Storage Volumes PVCs StorageClasses CSI and Stateful Data
- Reading time
- 9 min read
- Word count
- 1746 words
- Diagram count
- 4 diagrams
Source: Victor Bona's Obsidian Compendium snapshot, Knowledge base/kubernetes/07 Storage Volumes PVCs StorageClasses CSI and Stateful Data.md.
Purpose: explain Kubernetes storage primitives, dynamic provisioning, CSI behavior, StatefulSet data patterns, and operational recovery for stateful workloads.
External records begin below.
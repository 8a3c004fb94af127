//! Public signing keys: `GET /keys`.

use axum::Json;
use axum::extract::State;
use axum::http::header;
use axum::response::{IntoResponse, Response};
use time::OffsetDateTime;
use time::macros::format_description;

use super::IdpState;

/// Publishes the verification keys. Caches are told to keep them until the
/// current key set expires.
pub async fn keys_handler(State(state): State<IdpState>) -> Response {
    let set = state.keys.key_set();
    let now = OffsetDateTime::now_utc();
    let max_age = (set.expires_at - now).whole_seconds().max(0);

    let mut headers = vec![(header::CACHE_CONTROL, format!("public, max-age={max_age}"))];
    match http_date(set.expires_at) {
        Some(expires) => headers.push((header::EXPIRES, expires)),
        None => tracing::warn!(expires_at = %set.expires_at, "could not format Expires header"),
    }

    let mut response = Json(set.jwks()).into_response();
    for (name, value) in headers {
        if let Ok(value) = value.parse() {
            response.headers_mut().insert(name, value);
        }
    }
    response
}

/// RFC 7231 IMF-fixdate, e.g. `Sun, 06 Nov 1994 08:49:37 GMT`.
pub(crate) fn http_date(at: OffsetDateTime) -> Option<String> {
    let format = format_description!(
        "[weekday repr:short], [day] [month repr:short] [year] [hour]:[minute]:[second] GMT"
    );
    at.to_offset(time::UtcOffset::UTC).format(&format).ok()
}

#[cfg(test)]
mod tests {
    use super::*;
    use time::macros::datetime;

    #[test]
    fn test_http_date() {
        assert_eq!(
            http_date(datetime!(1994-11-06 08:49:37 UTC)).unwrap(),
            "Sun, 06 Nov 1994 08:49:37 GMT"
        );
        assert_eq!(
            http_date(datetime!(2026-01-02 01:00:00 +01:00)).unwrap(),
            "Fri, 02 Jan 2026 00:00:00 GMT"
        );
    }
}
Storage, Volumes, PVCs, StorageClasses, CSI, and Stateful Data
This note connects Kubernetes, Software Engineering#Required topic coverage matrix, 07 Storage Volumes PVCs StorageClasses CSI and Stateful Data, 14 Cluster Operations Upgrades Backup Restore and Disaster Recovery, and 14 Cluster Operations Upgrades Backup Restore and Disaster Recovery. Kubernetes storage is a contract between Pods, the scheduler, storage controllers, nodes, and the underlying platform. The important question is not "can the Pod mount a disk"; it is "what durability, locality, sharing, restore, and failure semantics does this workload need".
Mental Model
Core objects:
| Object | Scope | Purpose |
|---|---|---|
| Volume | Pod spec | makes storage available to containers |
| PersistentVolume | cluster | represents real storage capacity |
| PersistentVolumeClaim | namespace | requests storage for a workload |
| StorageClass | cluster | defines dynamic provisioning behavior |
| CSI driver | cluster components | implements storage operations for a backend |
| VolumeSnapshot | namespace | requests point-in-time copy through CSI |
Pod Volumes
A Pod volume lives in the Pod spec. Some volume types are ephemeral and follow the Pod. Others attach persistent storage.
apiVersion: v1
kind: Pod
metadata:
name: volume-demo
namespace: apps
spec:
volumes:
- name: cache
emptyDir:
sizeLimit: 2Gi
- name: config
configMap:
name: app-config
containers:
- name: app
image: busybox:1.36
command: ["sh", "-c", "sleep 3600"]
volumeMounts:
- name: cache
mountPath: /cache
- name: config
mountPath: /etc/app
readOnly: true
emptyDir
emptyDir is created when a Pod is assigned to a node and deleted when the Pod is removed from that node. It survives container restarts inside the same Pod, but not Pod rescheduling.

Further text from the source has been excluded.